Tych niewielu, co się w słonecznej pogodzie na takie szczęśliwe rozumowanie może zdobyć, godnych jest zazdrości - ale tych innych jest legjon, nie dający się nawet policzyć.

Kościół sam widzi ich tak wielu, że raczej pomija nieliczną garstkę wyjątków, twierdząc, że grzesznikiem jest każdy, k t o b ą d ź z ludzi, a legenda o życiu i śmierci bogacza na gruncie angielskiego misterjum nazywa go tą nazwą we wszystkich bez wyjątku trafiającą: Ktobądź.

Nie ulega dzisiaj już żadnej kwestji, że początkiem tych niezliczonych "miracle plays" były przedstawienia liturgiczne dawane w samych kościołach na ważniejsze święta w roku, przedewszystkiem zaś na Boże Narodzenie i Wielkanoc, a ilustrujące głównie narodziny Chrystusa, życie, śmierć i mękę Pańską. Najdawniejsze ich przykłady w języku łacińskim sięgające roku 967 odkrył dla Anglji profesor Skeat a przedrukował je potem profesor Manly w swych badaniach dramatu przedszekspirowaskiego. O rozwoju ich po miastach, na rynkach i ulicach we formie mniej lub więcej jarmarcznej, wiadomo już z kronik trzynastego i czternastego wieku, a ich najbujniejszy rozkwit przypada na wiek piętnasty i szesnasty. Małe drużyny aktorskie objeżdżały ulice na swoich wozach, przedzielonych na dwa pięterka. Na niższym przebierali się w kostiumy i przechowywali swoje rekwizyta, na wyższem odbywało się przedstawienie, pod gołem niebem. Od tych wozów, zwanych "pageant", nazwa ta później przeszła na samo widowisko, zresztą do dnia dzisiejszego przechowana dla określenia wszelkiego rodzaju uroczystych pochodów, korowodów kostiumowych i popularnych widowisk.

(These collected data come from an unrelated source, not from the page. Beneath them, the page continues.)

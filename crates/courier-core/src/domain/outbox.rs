//! OutboxEntry - 「イベントが発生したので publish しなければならない」という永続レコード
//!
//! # ライフサイクル
//! - Command Handler が業務エンティティと同じトランザクションで作成する
//! - 以降は relay だけが更新する（試行回数の記録、published フラグ）
//! - `published == true` になったら終端。relay は再試行も削除もしない
//!
//! # 配信可能条件
//! ```text
//! published == false
//!   AND (next_retry_at IS NULL OR next_retry_at <= now)
//!   AND attempt_count < MAX_ATTEMPTS
//! ```

use chrono::{DateTime, Utc};
use serde::{Deserialize, Serialize};

use super::errors::StorageError;
use super::ids::{MessageId, OutboxEntryId};
use crate::topology::{RetryPolicy, MAX_ATTEMPTS};
use crate::typed::Contract;

/// last_error に保存する最大文字数
pub const LAST_ERROR_MAX_LEN: usize = 2000;

/// OutboxEntry の永続化形状
///
/// フィールド名はストレージとの契約なので、そのまま round-trip できなければなりません。
#[derive(Debug, Clone, PartialEq, Eq, Serialize, Deserialize)]
pub struct OutboxEntry {
    pub id: OutboxEntryId,
    /// payload のスキーマを識別するタグ（ルーティングのキー）
    pub event_type: String,
    /// JSON にシリアライズしたペイロード
    pub payload: String,
    pub correlation_id: MessageId,
    pub created_at: DateTime<Utc>,
    pub published: bool,
    pub published_at: Option<DateTime<Utc>>,
    pub attempt_count: u32,
    pub next_retry_at: Option<DateTime<Utc>>,
    pub last_error: Option<String>,
}

/// 失敗を記録した後の扱い
#[derive(Debug, Clone, Copy, PartialEq, Eq)]
pub enum RetryDisposition {
    /// `at` 以降に再び配信可能
    Scheduled { at: DateTime<Utc> },
    /// MAX_ATTEMPTS に達した。以後 get_pending に現れない
    Exhausted,
}

impl OutboxEntry {
    /// イベントをシリアライズして未 publish のエントリを作る
    pub fn new<E: Contract>(
        id: OutboxEntryId,
        event: &E,
        now: DateTime<Utc>,
    ) -> Result<Self, StorageError> {
        Ok(Self {
            id,
            event_type: E::TYPE.to_string(),
            payload: serde_json::to_string(event)?,
            correlation_id: event.correlation_id(),
            created_at: now,
            published: false,
            published_at: None,
            attempt_count: 0,
            next_retry_at: None,
            last_error: None,
        })
    }

    pub fn is_eligible(&self, now: DateTime<Utc>) -> bool {
        !self.published
            && self.next_retry_at.is_none_or(|at| at <= now)
            && self.attempt_count < MAX_ATTEMPTS
    }

    /// 試行上限に達して publish されないまま止まっている
    pub fn is_exhausted(&self) -> bool {
        !self.published && self.attempt_count >= MAX_ATTEMPTS
    }

    /// 再試行待ち（未 publish、上限未満、next_retry_at が未来）
    pub fn is_scheduled(&self, now: DateTime<Utc>) -> bool {
        !self.published
            && self.attempt_count < MAX_ATTEMPTS
            && self.next_retry_at.is_some_and(|at| at > now)
    }

    /// relay が処理中であることを示すため、`until` まで他の relay から隠す
    ///
    /// attempt_count は変えません。relay が落ちても `until` を過ぎれば再び配信可能になります。
    pub fn claim(&mut self, until: DateTime<Utc>) {
        self.next_retry_at = Some(until);
    }

    pub fn mark_published(&mut self, now: DateTime<Utc>) {
        self.published = true;
        self.published_at = Some(now);
        self.last_error = None;
    }

    /// publish 失敗を記録し、次の再試行時刻を決める
    ///
    /// `next_retry_at = now + backoff(attempt_count)`。上限到達時も同じ計算で埋めますが、
    /// 配信可能条件の attempt_count 側で除外されます。
    pub fn record_failure(
        &mut self,
        error: &str,
        now: DateTime<Utc>,
        policy: &RetryPolicy,
    ) -> RetryDisposition {
        self.attempt_count = self.attempt_count.saturating_add(1);
        self.last_error = Some(truncate(error, LAST_ERROR_MAX_LEN));

        let at = after(now, policy.next_delay(self.attempt_count));
        self.next_retry_at = Some(at);

        if self.attempt_count >= MAX_ATTEMPTS.min(policy.max_attempts()) {
            RetryDisposition::Exhausted
        } else {
            RetryDisposition::Scheduled { at }
        }
    }

    /// payload を型付きで復元する
    pub fn decode<T: Contract>(&self) -> Result<T, StorageError> {
        if self.event_type != T::TYPE {
            return Err(StorageError::Serialization(format!(
                "entry {} holds '{}', not '{}'",
                self.id,
                self.event_type,
                T::TYPE
            )));
        }
        Ok(serde_json::from_str(&self.payload)?)
    }
}

/// `now + delay`。表現できない未来は上限に丸める
pub(crate) fn after(now: DateTime<Utc>, delay: std::time::Duration) -> DateTime<Utc> {
    chrono::Duration::from_std(delay)
        .ok()
        .and_then(|d| now.checked_add_signed(d))
        .unwrap_or(DateTime::<Utc>::MAX_UTC)
}

fn truncate(text: &str, max_chars: usize) -> String {
    match text.char_indices().nth(max_chars) {
        Some((cut, _)) => text[..cut].to_string(),
        None => text.to_string(),
    }
}

#[cfg(test)]
mod tests {
    use super::*;
    use crate::domain::contracts::{DeliveryCompleted, EntityCreated};
    use chrono::{Duration, TimeZone};
    use rstest::rstest;
    use ulid::Ulid;

    fn t0() -> DateTime<Utc> {
        Utc.with_ymd_and_hms(2024, 1, 1, 12, 0, 0).unwrap()
    }

    fn event() -> EntityCreated {
        EntityCreated {
            message_id: MessageId::from_ulid(Ulid::new()),
            originator: "A".into(),
            recipient: "B".into(),
            content: "hello".into(),
            created_at: t0(),
            delivery_address: None,
        }
    }

    fn entry() -> OutboxEntry {
        OutboxEntry::new(OutboxEntryId::from_ulid(Ulid::new()), &event(), t0()).unwrap()
    }

    #[test]
    fn new_entry_is_pending() {
        let event = event();
        let entry = OutboxEntry::new(OutboxEntryId::from_ulid(Ulid::new()), &event, t0()).unwrap();

        assert_eq!(entry.event_type, "EntityCreated");
        assert_eq!(entry.correlation_id, event.message_id);
        assert!(!entry.published);
        assert_eq!(entry.attempt_count, 0);
        assert!(entry.next_retry_at.is_none());
        assert!(entry.is_eligible(t0()));
        assert_eq!(entry.decode::<EntityCreated>().unwrap(), event);
    }

    #[test]
    fn decode_rejects_a_different_contract() {
        let err = entry().decode::<DeliveryCompleted>().unwrap_err();
        assert!(matches!(err, StorageError::Serialization(_)));
    }

    #[rstest]
    #[case::fresh(false, None, 0, true)]
    #[case::due(false, Some(0), 2, true)]
    #[case::not_yet_due(false, Some(1), 1, false)]
    #[case::published(true, None, 0, false)]
    #[case::exhausted(false, Some(-10), 5, false)]
    fn eligibility(
        #[case] published: bool,
        #[case] retry_offset_secs: Option<i64>,
        #[case] attempts: u32,
        #[case] eligible: bool,
    ) {
        let mut entry = entry();
        entry.published = published;
        entry.next_retry_at = retry_offset_secs.map(|s| t0() + Duration::seconds(s));
        entry.attempt_count = attempts;

        assert_eq!(entry.is_eligible(t0()), eligible);
    }

    #[test]
    fn third_failure_schedules_fifteen_seconds_out() {
        let mut entry = entry();
        let policy = RetryPolicy::STANDARD;

        entry.record_failure("boom 1", t0(), &policy);
        entry.record_failure("boom 2", t0() + Duration::seconds(1), &policy);
        let third = t0() + Duration::seconds(6);
        let disposition = entry.record_failure("boom 3", third, &policy);

        assert_eq!(entry.attempt_count, 3);
        assert_eq!(entry.next_retry_at, Some(third + Duration::seconds(15)));
        assert_eq!(
            disposition,
            RetryDisposition::Scheduled {
                at: third + Duration::seconds(15)
            }
        );
        assert_eq!(entry.last_error.as_deref(), Some("boom 3"));
        assert!(!entry.published);
    }

    #[test]
    fn fifth_failure_exhausts_the_entry() {
        let mut entry = entry();
        let policy = RetryPolicy::STANDARD;
        let mut now = t0();
        let mut previous_delay = Duration::zero();

        for attempt in 1..=MAX_ATTEMPTS {
            let disposition = entry.record_failure("down", now, &policy);
            let delay = entry.next_retry_at.unwrap() - now;
            assert!(delay >= previous_delay);
            previous_delay = delay;

            if attempt < MAX_ATTEMPTS {
                assert!(matches!(disposition, RetryDisposition::Scheduled { .. }));
            } else {
                assert_eq!(disposition, RetryDisposition::Exhausted);
            }
            now = entry.next_retry_at.unwrap();
        }

        assert!(entry.is_exhausted());
        assert!(!entry.is_eligible(now + Duration::days(365)));
    }

    #[test]
    fn publish_after_a_failure_clears_the_error() {
        let mut entry = entry();
        entry.record_failure("transient", t0(), &RetryPolicy::STANDARD);

        let at = t0() + Duration::seconds(1);
        entry.mark_published(at);

        assert_eq!(entry.attempt_count, 1);
        assert!(entry.published);
        assert_eq!(entry.published_at, Some(at));
        assert!(entry.last_error.is_none());
        assert!(!entry.is_eligible(at + Duration::hours(1)));
    }

    #[test]
    fn claim_hides_entry_until_lease_expires() {
        let mut entry = entry();
        entry.claim(t0() + Duration::seconds(30));

        assert!(!entry.is_eligible(t0() + Duration::seconds(29)));
        assert!(entry.is_scheduled(t0() + Duration::seconds(29)));
        assert!(entry.is_eligible(t0() + Duration::seconds(30)));
        assert!(!entry.is_scheduled(t0() + Duration::seconds(30)));
        assert_eq!(entry.attempt_count, 0);
    }

    #[test]
    fn long_errors_are_truncated_on_char_boundaries() {
        let mut entry = entry();
        let error = "é".repeat(LAST_ERROR_MAX_LEN + 10);

        entry.record_failure(&error, t0(), &RetryPolicy::STANDARD);

        assert_eq!(
            entry.last_error.unwrap().chars().count(),
            LAST_ERROR_MAX_LEN
        );
    }
}
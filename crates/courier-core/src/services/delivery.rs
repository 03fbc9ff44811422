//! DeliveryService - EntityCreated を受けて配送し、結果を自分の outbox に書く
//!
//! # フロー
//! 1. `DeliveryChannel::deliver()` を呼ぶ
//! 2. 結果を `DeliveryCompleted` / `DeliveryFailed` にする
//! 3. 1 つの UnitOfWork で次の 3 件を outbox に追加して commit
//!    - 結果 event（`delivery.events` へ）
//!    - `SendNotification`（originator への通知）
//!    - `RegisterInInbox`（recipient の inbox）
//!
//! # 失敗の扱い
//! - チャネルが一時的に使えない → Retryable（ブローカーが再配送）
//! - ただし最後の試行なら `DeliveryFailed` として記録して ack させる
//! - チャネルが拒否した → Permanent（DLQ）
//! - outbox の書き込み失敗 → rollback して Retryable
//!
//! # 重複配送
//! 追加する 3 件の id は入力の message_id から決まる（[`crate::domain::ids::Id::derive`]）。
//! 同じ EntityCreated を 2 回処理しても 2 回目の書き込みは `StorageError::Conflict` になり、
//! 既に記録済みとして成功扱いにします。並行に処理された場合も先に commit した方だけが残ります。

use std::collections::BTreeMap;
use std::sync::Arc;

use async_trait::async_trait;
use chrono::{DateTime, Utc};
use serde_json::json;
use tracing::{Instrument, Span};

use crate::app::builder::{BuildError, ConsumerApp, ConsumerAppBuilder};
use crate::domain::contracts::{
    DeliveryCompleted, DeliveryFailed, EntityCreated, InboxEventKind, NotificationKind,
    RegisterInInbox, SendNotification,
};
use crate::domain::errors::{HandlerError, StorageError, UnitOfWorkError};
use crate::domain::ids::OutboxEntryId;
use crate::domain::outbox::OutboxEntry;
use crate::ports::{
    ChannelError, Clock, DeliveryChannel, DeliveryReport, UnitOfWork, UnitOfWorkFactory,
};
use crate::topology::{exchanges, services, subscriber_queue, MAX_ATTEMPTS};
use crate::typed::{Contract, Handler, MessageContext};

/// 入力 1 件から作る outbox エントリの役割。id の導出に使う
const RESULT_SALT: &str = "delivery.result";
const NOTIFICATION_SALT: &str = "delivery.notification";
const INBOX_SALT: &str = "delivery.inbox";

/// 配送結果
#[derive(Debug, Clone, PartialEq, Eq)]
enum Outcome {
    Completed(DeliveryCompleted),
    Failed(DeliveryFailed),
}

#[derive(Clone)]
pub struct DeliveryService {
    channel: Arc<dyn DeliveryChannel>,
    uow_factory: Arc<dyn UnitOfWorkFactory>,
    clock: Arc<dyn Clock>,
    span: Span,
}

impl DeliveryService {
    pub fn new(
        channel: Arc<dyn DeliveryChannel>,
        uow_factory: Arc<dyn UnitOfWorkFactory>,
        clock: Arc<dyn Clock>,
        span: Span,
    ) -> Self {
        Self {
            channel,
            uow_factory,
            clock,
            span,
        }
    }

    /// `delivery.message.events` を読む consumer を作る
    pub fn consumer_app(self) -> Result<ConsumerApp, BuildError> {
        Ok(ConsumerAppBuilder::new(
            services::DELIVERY,
            subscriber_queue(services::DELIVERY, exchanges::MESSAGE_EVENTS),
        )
        .register::<EntityCreated, _>(self)?
        .expect_contracts(&[EntityCreated::TYPE])
        .build()?)
    }

    async fn deliver(&self, event: EntityCreated, ctx: &MessageContext) -> Result<(), HandlerError> {
        tracing::info!(
            message_id = %event.message_id,
            recipient = %event.recipient,
            attempt = ctx.attempt,
            "delivery started"
        );

        let report = self.channel.deliver(&event).await;
        let now = self.clock.now();
        let outcome = match report {
            Ok(DeliveryReport::Delivered { notes }) => Outcome::Completed(DeliveryCompleted {
                message_id: event.message_id,
                recipient: event.recipient.clone(),
                delivered_at: now,
                notes,
            }),
            Ok(DeliveryReport::Undeliverable { reason }) => {
                Outcome::Failed(failed(&event, reason, ctx.attempt, now))
            }
            Err(ChannelError::Unavailable(reason)) if ctx.attempt >= MAX_ATTEMPTS => {
                tracing::warn!(
                    message_id = %event.message_id,
                    attempt = ctx.attempt,
                    error = %reason,
                    "delivery channel still unavailable on the last attempt"
                );
                Outcome::Failed(failed(&event, reason, ctx.attempt, now))
            }
            Err(e) => return Err(e.into()),
        };

        let entries = outbox_entries(ctx.message_id, &event, &outcome, now)?;
        let mut uow = self.uow_factory.create();
        if let Err(err) = write(uow.as_mut(), entries).await {
            if uow.is_active()
                && let Err(rollback_err) = uow.rollback().await
            {
                tracing::warn!(message_id = %event.message_id, error = %rollback_err, "rollback failed");
            }
            if matches!(err, UnitOfWorkError::Storage(StorageError::Conflict(_))) {
                tracing::info!(
                    message_id = %event.message_id,
                    source = %ctx.message_id,
                    "delivery outcome already recorded"
                );
                return Ok(());
            }
            tracing::error!(message_id = %event.message_id, error = %err, "failed to record delivery outcome");
            return Err(err.into());
        }

        match &outcome {
            Outcome::Completed(_) => {
                tracing::info!(message_id = %event.message_id, "message delivered");
            }
            Outcome::Failed(f) => {
                tracing::warn!(message_id = %event.message_id, reason = %f.reason, "message undeliverable");
            }
        }
        Ok(())
    }
}

fn outbox_entries(
    source: OutboxEntryId,
    event: &EntityCreated,
    outcome: &Outcome,
    now: DateTime<Utc>,
) -> Result<Vec<OutboxEntry>, StorageError> {
    let result_id: OutboxEntryId = source.derive(RESULT_SALT);
    let (result, notification, inbox) = match outcome {
        Outcome::Completed(completed) => (
            OutboxEntry::new(result_id, completed, now)?,
            SendNotification {
                message_id: event.message_id,
                recipient: event.recipient.clone(),
                originator: event.originator.clone(),
                kind: NotificationKind::DeliveryCompleted,
                text: format!("Your message to {} was delivered.", event.recipient),
            },
            RegisterInInbox {
                message_id: event.message_id,
                recipient: event.recipient.clone(),
                kind: InboxEventKind::DeliveryCompleted,
                content: event.content.clone(),
                occurred_at: completed.delivered_at,
                extra: completed
                    .notes
                    .iter()
                    .map(|notes| ("notes".to_string(), json!(notes)))
                    .collect(),
            },
        ),
        Outcome::Failed(failed) => (
            OutboxEntry::new(result_id, failed, now)?,
            SendNotification {
                message_id: event.message_id,
                recipient: event.recipient.clone(),
                originator: event.originator.clone(),
                kind: NotificationKind::DeliveryFailed,
                text: format!(
                    "Your message to {} could not be delivered: {}",
                    event.recipient, failed.reason
                ),
            },
            RegisterInInbox {
                message_id: event.message_id,
                recipient: event.recipient.clone(),
                kind: InboxEventKind::DeliveryFailed,
                content: event.content.clone(),
                occurred_at: failed.failed_at,
                extra: BTreeMap::from([
                    ("reason".to_string(), json!(failed.reason)),
                    ("attempts".to_string(), json!(failed.attempts)),
                ]),
            },
        ),
    };
    Ok(vec![
        result,
        OutboxEntry::new(source.derive(NOTIFICATION_SALT), &notification, now)?,
        OutboxEntry::new(source.derive(INBOX_SALT), &inbox, now)?,
    ])
}

fn failed(event: &EntityCreated, reason: String, attempts: u32, now: DateTime<Utc>) -> DeliveryFailed {
    DeliveryFailed {
        message_id: event.message_id,
        recipient: event.recipient.clone(),
        failed_at: now,
        reason,
        attempts,
        should_retry: false,
    }
}

async fn write(uow: &mut dyn UnitOfWork, entries: Vec<OutboxEntry>) -> Result<(), UnitOfWorkError> {
    uow.begin().await?;
    for entry in entries {
        uow.outbox().add(entry).await?;
    }
    uow.commit().await
}

#[async_trait]
impl Handler<EntityCreated> for DeliveryService {
    async fn handle(&self, event: EntityCreated, ctx: &MessageContext) -> Result<(), HandlerError> {
        self.deliver(event, ctx).instrument(self.span.clone()).await
    }
}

Począwszy od wrót kościelnych, misterium angielskie grane było przed domem wójta, a potem na kółkach przechodziło ono od placu do placu, od ulicy do ulicy. Jeszcze w piętnastym wieku kronikarze piszą o licytacjach między zamożnymi obywatelami, którzy się ubiegali o zaszczyt pierwszeństwa, aby przed bramami ich domów "dziwowisko" się odbywało; płacono za to dość spore sumy. Ale właściwie już od czternastego wieku istniały w pewnych większych miastach stałe na ten cel przeznaczone place, względnie odpowiednie rusztowania, na których dawano te widowiska, zapowiadane zawsze umyślnemi na ten cel skomponowanemi prologami, które tak zwany krzykacz miejski (town-crier) rozgłaszał po całem mieście.

"Everyman", którego oryginał "Elekerlijk" najprawdopodobniej jest pochodzenia holenderskiego, datą swego pierwszego druku sięga do początków szesnastego stulecia. Nie jest wykluczone, że grano go czy to po holendersku czy też po angielsku już na sto lat przed jego ukazaniem się w druku.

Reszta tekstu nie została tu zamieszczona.